**Exercise brief**
Please reproduce exactly the lines from the start of the records through the one containing "fn settings_file(contents: &str)", and nothing more.
Segment Start: Supplied material
//! CLI integration tests for the concern-sync binary
//!
//! These tests run the compiled binary and check its stdout and exit codes.

use std::io::Write;

use assert_cmd::Command;
use predicates::prelude::*;

/// Get a Command instance for the concern-sync binary
#[allow(deprecated)]
fn concern_sync_cmd() -> Command {
    let mut cmd = Command::cargo_bin("concern-sync").expect("Failed to find concern-sync binary");
    cmd.env_remove("RUST_LOG");
    cmd
}

fn settings_file(contents: &str) -> tempfile::NamedTempFile {
    let mut file = tempfile::Builder::new()
        .suffix(".toml")
        .tempfile()
        .expect("Failed to create temp file");
    file.write_all(contents.as_bytes())
        .expect("Failed to write settings");
    file
}

// ============================================================================
// --help and --version
// ============================================================================

#[test]
fn test_help_lists_commands() {
    concern_sync_cmd()
        .arg("--help")
        .assert()
        .success()
        .stdout(predicate::str::contains("classify"))
        .stdout(predicate::str::contains("simulate"))
        .stdout(predicate::str::contains("config"));
}

#[test]
fn test_version_flag() {
    concern_sync_cmd()
        .arg("--version")
        .assert()
        .success()
        .stdout(predicate::str::contains(env!("CARGO_PKG_VERSION")));
}

#[test]
fn test_missing_command_fails() {
    concern_sync_cmd().assert().failure();
}

#[test]
fn test_verbose_conflicts_with_quiet() {
    concern_sync_cmd()
        .args(["-v", "-q", "config"])
        .assert()
        .failure();
}

// ============================================================================
// classify command
// ============================================================================

#[test]
fn test_classify_network_error() {
    concern_sync_cmd()
        .args(["classify", "TypeError: Failed to fetch"])
        .assert()
        .success()
        .stdout(predicate::str::contains("\"kind\": \"network\""))
        .stdout(predicate::str::contains("\"retryable\": true"));
}

#[test]
fn test_classify_with_status_code() {
    let output = concern_sync_cmd()
        .args(["classify", "request rejected", "--status-code", "401"])
        .output()
        .expect("Failed to run classify");
    assert!(output.status.success());

    let json: serde_json::Value =
        serde_json::from_slice(&output.stdout).expect("classify should print JSON");
    assert_eq!(json["kind"], "authentication");
    assert_eq!(json["severity"], "critical");
    assert_eq!(json["retryable"], false);
    assert_eq!(json["message"], "request rejected");
    assert_eq!(json["context"]["status_code"], "401");
}

#[test]
fn test_classify_unrecognized_message() {
    concern_sync_cmd()
        .args(["classify", "something odd happened"])
        .assert()
        .success()
        .stdout(predicate::str::contains("\"kind\": \"unknown\""));
}

// ============================================================================
// config command
// ============================================================================

#[test]
fn test_config_prints_defaults() {
    concern_sync_cmd()
        .arg("config")
        .assert()
        .success()
        .stdout(predicate::str::contains("delay_ms = 500"))
        .stdout(predicate::str::contains("max_wait_ms = 2000"))
        .stdout(predicate::str::contains("[requeue]"));
}

#[test]
fn test_config_reads_file() {
    let file = settings_file("delay_ms = 250\nbatch_size = 2\n");
    concern_sync_cmd()
        .arg("config")
        .arg("--config")
        .arg(file.path())
        .assert()
        .success()
        .stdout(predicate::str::contains("delay_ms = 250"))
        .stdout(predicate::str::contains("batch_size = 2"));
}

#[test]
fn test_config_environment_override() {
    concern_sync_cmd()
        .arg("config")
        .env("CONCERN_SYNC__BATCH_SIZE", "7")
        .assert()
        .success()
        .stdout(predicate::str::contains("batch_size = 7"));
}

#[test]
fn test_config_missing_file_fails() {
    concern_sync_cmd()
        .args(["config", "--config", "does/not/exist.toml"])
        .assert()
        .failure()
        .stderr(predicate::str::contains("settings file not found"));
}

#[test]
fn test_config_invalid_values_fail() {
    let file = settings_file("delay_ms = 3000\nmax_wait_ms = 1000\n");
    concern_sync_cmd()
        .arg("config")
        .arg("--config")
        .arg(file.path())
        .assert()
        .failure()
        .stderr(predicate::str::contains("invalid settings"));
}

// ============================================================================
// simulate command
// ============================================================================

#[test]
fn test_simulate_coalesces_flips() {
    let output = concern_sync_cmd()
        .args([
            "-q",
            "simulate",
            "--concerns",
            "2",
            "--flips",
            "3",
            "--interval-ms",
            "0",
        ])
        .output()
        .expect("Failed to run simulate");
    assert!(output.status.success());

    let report: serde_json::Value =
        serde_json::from_slice(&output.stdout).expect("simulate should print JSON");
    assert_eq!(report["requests"], 6);
    assert_eq!(report["remote_calls"], 2);
    assert_eq!(report["rollbacks"], 0);
    assert_eq!(report["converged"], true);
    assert_eq!(report["remote"]["c1"], "addressed");
}

#[test]
fn test_simulate_permanent_failure_rolls_back() {
    let output = concern_sync_cmd()
        .args([
            "-q",
            "simulate",
            "--concerns",
            "1",
            "--flips",
            "1",
            "--fail-first",
            "1",
            "--failure",
            "permission denied",
        ])
        .output()
        .expect("Failed to run simulate");
    assert!(output.status.success());

    let report: serde_json::Value =
        serde_json::from_slice(&output.stdout).expect("simulate should print JSON");
    assert_eq!(report["remote_calls"], 1);
    assert_eq!(report["rollbacks"], 1);
    assert_eq!(report["errors"][0]["kind"], "authentication");
    assert_eq!(report["displayed"]["c1"], "to_review");
}
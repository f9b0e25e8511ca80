//! Plain-text rendering of the search state for terminals

use crate::search::SearchState;

/// Shown under the status when a finished search found nothing
pub const NO_MATCHES_MESSAGE: &str = "No PDFs matched your filters.";

/// Render a state as lines of text.
///
/// The variant decides what is shown, so "not searched yet", "searching" and
/// "searched but found nothing" each read differently even though all three
/// have no links.
pub fn render(state: &SearchState) -> Vec<String> {
    match state {
        SearchState::Idle | SearchState::Searching => vec![state.status_message().to_string()],
        SearchState::Succeeded(outcome) if outcome.is_empty() => vec![
            outcome.status_message().to_string(),
            NO_MATCHES_MESSAGE.to_string(),
        ],
        SearchState::Succeeded(outcome) => {
            let mut lines = Vec::with_capacity(outcome.links().len() + 2);
            lines.push(outcome.status_message().to_string());
            lines.push(String::new());
            lines.extend(
                outcome
                    .links()
                    .iter()
                    .enumerate()
                    .map(|(i, link)| format!("{:>3}. {}", i + 1, link)),
            );
            lines
        }
        SearchState::Failed(message) => vec![format!("Error: {}", message)],
    }
}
Segment End: Supplied material
**Result for this exercise**
//! CLI integration tests for the concern-sync binary
//!
//! These tests run the compiled binary and check its stdout and exit codes.

use std::io::Write;

use assert_cmd::Command;
use predicates::prelude::*;

/// Get a Command instance for the concern-sync binary
#[allow(deprecated)]
fn concern_sync_cmd() -> Command {
    let mut cmd = Command::cargo_bin("concern-sync").expect("Failed to find concern-sync binary");
    cmd.env_remove("RUST_LOG");
    cmd
}

fn settings_file(contents: &str) -> tempfile::NamedTempFile {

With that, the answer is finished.